Write down, unchanged, the entries from the first line through the line holding "bounded sub-scores; the". Include no other line.
::: Input data :::
//! Anti-spoof scoring over the session's metric history.
//!
//! The score is the real anti-spoof control: challenge predicates verify
//! that the presenter follows instructions, but only the aggregate signal
//! history distinguishes a live face from a replayed or printed one. The
//! composite is a weighted sum of independently bounded sub-scores; the
//! weights are configuration, not constants, because historical deployments
//! disagreed on them.
//!
//! Scoring is a pure function of its inputs — calling it twice on the same
//! history yields the identical score.

use serde::Serialize;

use crate::metrics::Metrics;

/// Credit granted when inter-frame movement is nonzero but falls outside
/// the plausible band. Distinguishes "moving wrong" from "not moving at
/// all" (a static photo), which earns zero.
pub const OUT_OF_BAND_PARTIAL_CREDIT: f32 = 0.4;

/// Relative weights of the sub-scores. Must sum to 1.0; validated by
/// [`crate::config::EngineConfig::validate`].
#[derive(Debug, Clone, Copy, PartialEq, Serialize)]
pub struct ScoreWeights {
    pub movement: f32,
    pub depth: f32,
    pub micro_variance: f32,
    pub challenge: f32,
}

impl ScoreWeights {
    pub fn sum(&self) -> f32 {
        self.movement + self.depth + self.micro_variance + self.challenge
    }
}

impl Default for ScoreWeights {
    fn default() -> Self {
        Self {
            movement: 0.30,
            depth: 0.25,
            micro_variance: 0.20,
            challenge: 0.25,
        }
    }
}

/// Scorer tunables.
#[derive(Debug, Clone, Copy, PartialEq, Serialize)]
pub struct ScoreConfig {
    pub weights: ScoreWeights,
    /// Plausible band for mean inter-frame movement (normalized units).
    /// Below it the presentation is static; above it, erratic.
    pub movement_band_min: f32,
    pub movement_band_max: f32,
    /// Minimum mean depth variance for full depth credit.
    pub min_session_depth_variance: f32,
    /// Minimum eye-openness variance across the window. Real faces exhibit
    /// natural micro-fluctuation; a dead-flat signal scores zero here.
    pub min_eye_variance: f32,
}

impl Default for ScoreConfig {
    fn default() -> Self {
        Self {
            weights: ScoreWeights::default(),
            movement_band_min: 5e-4,
            movement_band_max: 5e-2,
            min_session_depth_variance: 2e-4,
            min_eye_variance: 1e-5,
        }
    }
}

/// Composite score plus its sub-scores, each bounded to `[0, 1]`.
#[derive(Debug, Clone, Copy, PartialEq, Serialize)]
pub struct SpoofScore {
    pub total: f32,
    pub movement: f32,
    pub depth: f32,
    pub micro_variance: f32,
    pub challenge_bonus: f32,
}

/// Score a session from its metric history and challenge completions.
///
/// `completed` / `assigned` count challenge outcomes; history is the bounded
/// rolling window the session accumulated. An empty history scores zero on
/// every signal sub-score.
pub fn score_session(
    history: &[Metrics],
    completed: usize,
    assigned: usize,
    cfg: &ScoreConfig,
) -> SpoofScore {
    let movement = movement_score(history, cfg);
    let depth = depth_score(history, cfg);
    let micro_variance = micro_variance_score(history, cfg);
    let challenge_bonus = if assigned == 0 {
        0.0
    } else {
        (completed as f32 / assigned as f32).clamp(0.0, 1.0)
    };

    let w = &cfg.weights;
    let total = (w.movement * movement
        + w.depth * depth
        + w.micro_variance * micro_variance
        + w.challenge * challenge_bonus)
        .clamp(0.0, 1.0);

    tracing::debug!(
        frames = history.len(),
        movement,
        depth,
        micro_variance,
        challenge_bonus,
        total,
        "session scored"
    );

    SpoofScore {
        total,
        movement,
        depth,
        micro_variance,
        challenge_bonus,
    }
}

fn movement_score(history: &[Metrics], cfg: &ScoreConfig) -> f32 {
    let Some(mean) = mean(history.iter().map(|m| m.frame_movement)) else {
        return 0.0;
    };
    if mean == 0.0 {
        // Exactly zero across the window: static presentation
        0.0
    } else if (cfg.movement_band_min..=cfg.movement_band_max).contains(&mean) {
        1.0
    } else {
        OUT_OF_BAND_PARTIAL_CREDIT
    }
}

fn depth_score(history: &[Metrics], cfg: &ScoreConfig) -> f32 {
    let Some(mean) = mean(history.iter().map(|m| m.depth_variance)) else {
        return 0.0;
    };
    if mean >= cfg.min_session_depth_variance {
        1.0
    } else if mean > 0.0 {
        // Nonzero but low: half credit scaled by how close it came
        0.5 * (mean / cfg.min_session_depth_variance).clamp(0.0, 1.0)
    } else {
        0.0
    }
}

fn micro_variance_score(history: &[Metrics], cfg: &ScoreConfig) -> f32 {
    let openness: Vec<f32> = history.iter().map(|m| m.mean_eye_openness()).collect();
    let Some(var) = population_variance(&openness) else {
        return 0.0;
    };
    (var / cfg.min_eye_variance).clamp(0.0, 1.0)
}

// Accumulation runs in f64: summing hundreds of f32 samples loses enough
// precision that a dead-flat signal can come out with a tiny nonzero
// variance, which must score exactly zero.
fn mean(values: impl Iterator<Item = f32>) -> Option<f32> {
    let mut sum = 0.0f64;
    let mut n = 0usize;
    for v in values {
        sum += f64::from(v);
        n += 1;
    }
    (n > 0).then(|| (sum / n as f64) as f32)
}

fn population_variance(values: &[f32]) -> Option<f32> {
    if values.is_empty() {
        return None;
    }
    let n = values.len() as f64;
    let mean = values.iter().map(|&v| f64::from(v)).sum::<f64>() / n;
    let var = values
        .iter()
        .map(|&v| {
            let d = f64::from(v) - mean;
            d * d
        })
        .sum::<f64>()
        / n;
    Some(var as f32)
}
:::
> _Solution for this problem_:
//! Anti-spoof scoring over the session's metric history.
//!
//! The score is the real anti-spoof control: challenge predicates verify
//! that the presenter follows instructions, but only the aggregate signal
//! history distinguishes a live face from a replayed or printed one. The
//! composite is a weighted sum of independently bounded sub-scores; the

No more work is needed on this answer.